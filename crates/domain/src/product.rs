//! Product catalog entity.

use common::Actor;
use thiserror::Error;

use crate::buffer::{EventBuffer, EventSource};
use crate::event::{
    DomainEvent, Money, ProductCreatedData, ProductDeletedData, ProductId,
    ProductPriceChangedData, ProductUpdatedData, ShopEvent,
};

/// Errors from product business rules.
#[derive(Debug, Error, PartialEq, Eq)]
pub enum ProductError {
    /// Product name must be non-empty.
    #[error("Product name cannot be empty")]
    EmptyName,

    /// Prices cannot be negative.
    #[error("Product price cannot be negative: {0} cents")]
    NegativePrice(i64),

    /// The product has already been retired from the catalog.
    #[error("Product {0} is retired")]
    Retired(ProductId),
}

/// A catalog product.
///
/// Business-rule methods validate, mutate state, and stage the
/// corresponding domain event on the entity's buffer.
#[derive(Debug)]
pub struct Product {
    id: ProductId,
    name: String,
    category: String,
    price: Money,
    retired: bool,
    events: EventBuffer,
}

impl Product {
    /// Creates a product, staging a `ProductCreated` event.
    pub fn create(
        id: ProductId,
        name: impl Into<String>,
        category: impl Into<String>,
        price: Money,
        actor: Actor,
    ) -> Result<Self, ProductError> {
        let name = name.into();
        let category = category.into();
        if name.trim().is_empty() {
            return Err(ProductError::EmptyName);
        }
        if price.is_negative() {
            return Err(ProductError::NegativePrice(price.cents()));
        }

        let mut product = Self {
            id,
            name: name.clone(),
            category: category.clone(),
            price,
            retired: false,
            events: EventBuffer::new(),
        };
        product.stage_event(DomainEvent::record(
            actor,
            ShopEvent::ProductCreated(ProductCreatedData {
                product_id: id,
                name,
                category,
                unit_price: price,
            }),
        ));
        Ok(product)
    }

    /// Updates name and category, staging a `ProductUpdated` event.
    pub fn update_details(
        &mut self,
        name: impl Into<String>,
        category: impl Into<String>,
        actor: Actor,
    ) -> Result<(), ProductError> {
        self.ensure_active()?;
        let name = name.into();
        if name.trim().is_empty() {
            return Err(ProductError::EmptyName);
        }

        self.name = name.clone();
        self.category = category.into();
        self.stage_event(DomainEvent::record(
            actor,
            ShopEvent::ProductUpdated(ProductUpdatedData {
                product_id: self.id,
                name,
                category: self.category.clone(),
            }),
        ));
        Ok(())
    }

    /// Changes the unit price, staging a `ProductPriceChanged` event.
    /// Setting the current price again stages nothing.
    pub fn change_price(&mut self, new_price: Money, actor: Actor) -> Result<(), ProductError> {
        self.ensure_active()?;
        if new_price.is_negative() {
            return Err(ProductError::NegativePrice(new_price.cents()));
        }
        if new_price == self.price {
            return Ok(());
        }

        let old_price = self.price;
        self.price = new_price;
        self.stage_event(DomainEvent::record(
            actor,
            ShopEvent::ProductPriceChanged(ProductPriceChangedData {
                product_id: self.id,
                old_price,
                new_price,
            }),
        ));
        Ok(())
    }

    /// Retires the product from the catalog, staging a `ProductDeleted`
    /// event.
    pub fn retire(&mut self, actor: Actor) -> Result<(), ProductError> {
        self.ensure_active()?;
        self.retired = true;
        self.stage_event(DomainEvent::record(
            actor,
            ShopEvent::ProductDeleted(ProductDeletedData { product_id: self.id }),
        ));
        Ok(())
    }

    fn ensure_active(&self) -> Result<(), ProductError> {
        if self.retired {
            return Err(ProductError::Retired(self.id));
        }
        Ok(())
    }

    pub fn id(&self) -> ProductId {
        self.id
    }

    pub fn name(&self) -> &str {
        &self.name
    }

    pub fn category(&self) -> &str {
        &self.category
    }

    pub fn price(&self) -> Money {
        self.price
    }

    pub fn is_retired(&self) -> bool {
        self.retired
    }
}

impl EventSource for Product {
    fn buffer(&self) -> &EventBuffer {
        &self.events
    }

    fn buffer_mut(&mut self) -> &mut EventBuffer {
        &mut self.events
    }
}
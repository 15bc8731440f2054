use thiserror::Error;

use crate::{AggregateId, Version};

/// Errors that can occur when interacting with the event store.
#[derive(Debug, Error)]
pub enum EventStoreError {
    /// The expected version did not match the stream's actual version.
    /// Nothing was appended; the caller must reload and retry.
    #[error(
        "Concurrency conflict for aggregate {aggregate_id}: expected version {expected}, found {actual}"
    )]
    ConcurrencyConflict {
        aggregate_id: AggregateId,
        expected: Version,
        actual: Version,
    },

    /// An append was called with an empty event list (caller error).
    #[error("Cannot append an empty event list to aggregate {0}")]
    EmptyAppend(AggregateId),

    /// An append was called with an empty aggregate id (caller error).
    #[error("Aggregate id must be non-empty")]
    EmptyAggregateId,

    /// A serialization/deserialization error occurred.
    #[error("Serialization error: {0}")]
    Serialization(#[from] serde_json::Error),
}

/// Result type for event store operations.
pub type Result<T> = std::result::Result<T, EventStoreError>;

→ **Exercise directions**
Beginning with the first line and ending with the last, restate the data word for word.

→ **Your response**
filename crates/domain/src/product.rs
//! Product catalog entity.

use common::Actor;
use thiserror::Error;

use crate::buffer::{EventBuffer, EventSource};
use crate::event::{
    DomainEvent, Money, ProductCreatedData, ProductDeletedData, ProductId,
    ProductPriceChangedData, ProductUpdatedData, ShopEvent,
};

/// Errors from product business rules.
#[derive(Debug, Error, PartialEq, Eq)]
pub enum ProductError {
    /// Product name must be non-empty.
    #[error("Product name cannot be empty")]
    EmptyName,

    /// Prices cannot be negative.
    #[error("Product price cannot be negative: {0} cents")]
    NegativePrice(i64),

    /// The product has already been retired from the catalog.
    #[error("Product {0} is retired")]
    Retired(ProductId),
}

/// A catalog product.
///
/// Business-rule methods validate, mutate state, and stage the
/// corresponding domain event on the entity's buffer.
#[derive(Debug)]
pub struct Product {
    id: ProductId,
    name: String,
    category: String,
    price: Money,
    retired: bool,
    events: EventBuffer,
}

impl Product {
    /// Creates a product, staging a `ProductCreated` event.
    pub fn create(
        id: ProductId,
        name: impl Into<String>,
        category: impl Into<String>,
        price: Money,
        actor: Actor,
    ) -> Result<Self, ProductError> {
        let name = name.into();
        let category = category.into();
        if name.trim().is_empty() {
            return Err(ProductError::EmptyName);
        }
        if price.is_negative() {
            return Err(ProductError::NegativePrice(price.cents()));
        }

        let mut product = Self {
            id,
            name: name.clone(),
            category: category.clone(),
            price,
            retired: false,
            events: EventBuffer::new(),
        };
        product.stage_event(DomainEvent::record(
            actor,
            ShopEvent::ProductCreated(ProductCreatedData {
                product_id: id,
                name,
                category,
                unit_price: price,
            }),
        ));
        Ok(product)
    }

    /// Updates name and category, staging a `ProductUpdated` event.
    pub fn update_details(
        &mut self,
        name: impl Into<String>,
        category: impl Into<String>,
        actor: Actor,
    ) -> Result<(), ProductError> {
        self.ensure_active()?;
        let name = name.into();
        if name.trim().is_empty() {
            return Err(ProductError::EmptyName);
        }

        self.name = name.clone();
        self.category = category.into();
        self.stage_event(DomainEvent::record(
            actor,
            ShopEvent::ProductUpdated(ProductUpdatedData {
                product_id: self.id,
                name,
                category: self.category.clone(),
            }),
        ));
        Ok(())
    }

    /// Changes the unit price, staging a `ProductPriceChanged` event.
    /// Setting the current price again stages nothing.
    pub fn change_price(&mut self, new_price: Money, actor: Actor) -> Result<(), ProductError> {
        self.ensure_active()?;
        if new_price.is_negative() {
            return Err(ProductError::NegativePrice(new_price.cents()));
        }
        if new_price == self.price {
            return Ok(());
        }

        let old_price = self.price;
        self.price = new_price;
        self.stage_event(DomainEvent::record(
            actor,
            ShopEvent::ProductPriceChanged(ProductPriceChangedData {
                product_id: self.id,
                old_price,
                new_price,
            }),
        ));
        Ok(())
    }

    /// Retires the product from the catalog, staging a `ProductDeleted`
    /// event.
    pub fn retire(&mut self, actor: Actor) -> Result<(), ProductError> {
        self.ensure_active()?;
        self.retired = true;
        self.stage_event(DomainEvent::record(
            actor,
            ShopEvent::ProductDeleted(ProductDeletedData { product_id: self.id }),
        ));
        Ok(())
    }

    fn ensure_active(&self) -> Result<(), ProductError> {
        if self.retired {
            return Err(ProductError::Retired(self.id));
        }
        Ok(())
    }

    pub fn id(&self) -> ProductId {
        self.id
    }

    pub fn name(&self) -> &str {
        &self.name
    }

    pub fn category(&self) -> &str {
        &self.category
    }

    pub fn price(&self) -> Money {
        self.price
    }

    pub fn is_retired(&self) -> bool {
        self.retired
    }
}

impl EventSource for Product {
    fn buffer(&self) -> &EventBuffer {
        &self.events
    }

    fn buffer_mut(&mut self) -> &mut EventBuffer {
        &mut self.events
    }
}
repository 15bc8731440f2054
use thiserror::Error;

use crate::{AggregateId, Version};

/// Errors that can occur when interacting with the event store.
#[derive(Debug, Error)]
pub enum EventStoreError {
    /// The expected version did not match the stream's actual version.
    /// Nothing was appended; the caller must reload and retry.
    #[error(
        "Concurrency conflict for aggregate {aggregate_id}: expected version {expected}, found {actual}"
    )]
    ConcurrencyConflict {
        aggregate_id: AggregateId,
        expected: Version,
        actual: Version,
    },

    /// An append was called with an empty event list (caller error).
    #[error("Cannot append an empty event list to aggregate {0}")]
    EmptyAppend(AggregateId),

    /// An append was called with an empty aggregate id (caller error).
    #[error("Aggregate id must be non-empty")]
    EmptyAggregateId,

    /// A serialization/deserialization error occurred.
    #[error("Serialization error: {0}")]
    Serialization(#[from] serde_json::Error),
}

/// Result type for event store operations.
pub type Result<T> = std::result::Result<T, EventStoreError>;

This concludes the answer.